In the evolving landscape of cancer treatment, the identification and validation of individual biomarkers have played a crucial role in the development of targeted therapies. Glypican-3 (GPC3) has emerged as a central biomarker in HCC [8]. It is a heparan sulfate proteoglycan that is highly expressed on the cell membranes of HCC. In contrast, its expression is virtually absent in normal liver tissue, thereby making it a particular tumor-associated marker. The role of GPC3 in HCC development is closely associated with the activation of multiple key signaling pathways, including Wnt/β-catenin, transforming growth factor-β (TGF-β), Hedgehog, and Hippo/Yes-associated protein (YAP). Through these pathways, GPC3 facilitates tumor cell proliferation, survival, epithelial-to-mesenchymal transition (EMT), angiogenesis, and immune evasion, thereby promoting tumor growth, metastasis, and resistance to therapy [9]. Due to its tumor-exclusive expression profile, GPC3 has emerged as a promising target for various therapeutic strategies, including monoclonal antibodies, bispecific antibodies, chimeric antigen receptor (CAR) T/NK cell therapy, vaccines, immunotoxins, and gene therapies. These emerging strategies aim to enhance the specificity, effectiveness, and overall efficacy of HCC therapies, with the potential for fewer side effects and improved clinical outcomes [10].

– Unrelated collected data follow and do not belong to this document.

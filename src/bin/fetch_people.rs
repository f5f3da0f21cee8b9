//! One-shot console report of the most active discussion commenters and
//! pull request authors.
//!
//! Requires a GitHub token with `read:org` and `read:user`:
//! `GITHUB_TOKEN=ghp_XXX cargo run --bin fetch_people`

use people_board::models::Leaderboard;
use people_board::services::rate_limit::NoDelay;
use people_board::services::ContributorFetcher;
use people_board::utils::config::{Config, REPORT_DEFAULT_DAYS};
use std::sync::Arc;

/// Commenters below this count are left out of the report
const MIN_COMMENTS: usize = 2;

fn print_section(label: &str, board: &Leaderboard) {
    println!("{}: {}", label, board.len());
    for entry in board.entries() {
        println!("{}: {}", entry.login, entry.count);
    }
}

#[tokio::main(flavor = "current_thread")]
async fn main() -> anyhow::Result<()> {
    env_logger::Builder::from_env(env_logger::Env::default().default_filter_or("warn")).init();

    let config = Config::from_env_with_days(REPORT_DEFAULT_DAYS)?;
    let fetcher = ContributorFetcher::from_config(&config, Arc::new(NoDelay))?;

    let comments = fetcher.fetch_comments().await?;
    print_section("COMMENTS", &comments.with_min_count(MIN_COMMENTS));

    let pull_requests = fetcher.fetch_pull_requests().await?;
    print_section("PULL REQUESTS", &pull_requests);

    Ok(())
}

While targeted therapies directed at GPC3 have demonstrated promising results, their efficacy often faces limitations including immune evasion, development of resistance, the immunosuppressive tumor microenvironment (TME), and tumor heterogeneity [11]. Studies have shown that combination therapies targeting GPC3 alongside systemic treatments such as TKIs, ICIs, chemotherapy, and radiotherapy can overcome resistance mechanisms, enhance antitumor efficacy, and simultaneously promote immune activation and inhibit angiogenesis in HCC [12]. Based on the strengthened synergistic effect of combination treatment and the GPC3 status as a HCC-specific biomarker, this review attempts to evaluate combination treatment strategies aimed at GPC3. Herein, we emphasize the importance of optimizing therapeutic efficacy in HCC by outlining the current progress in these approaches.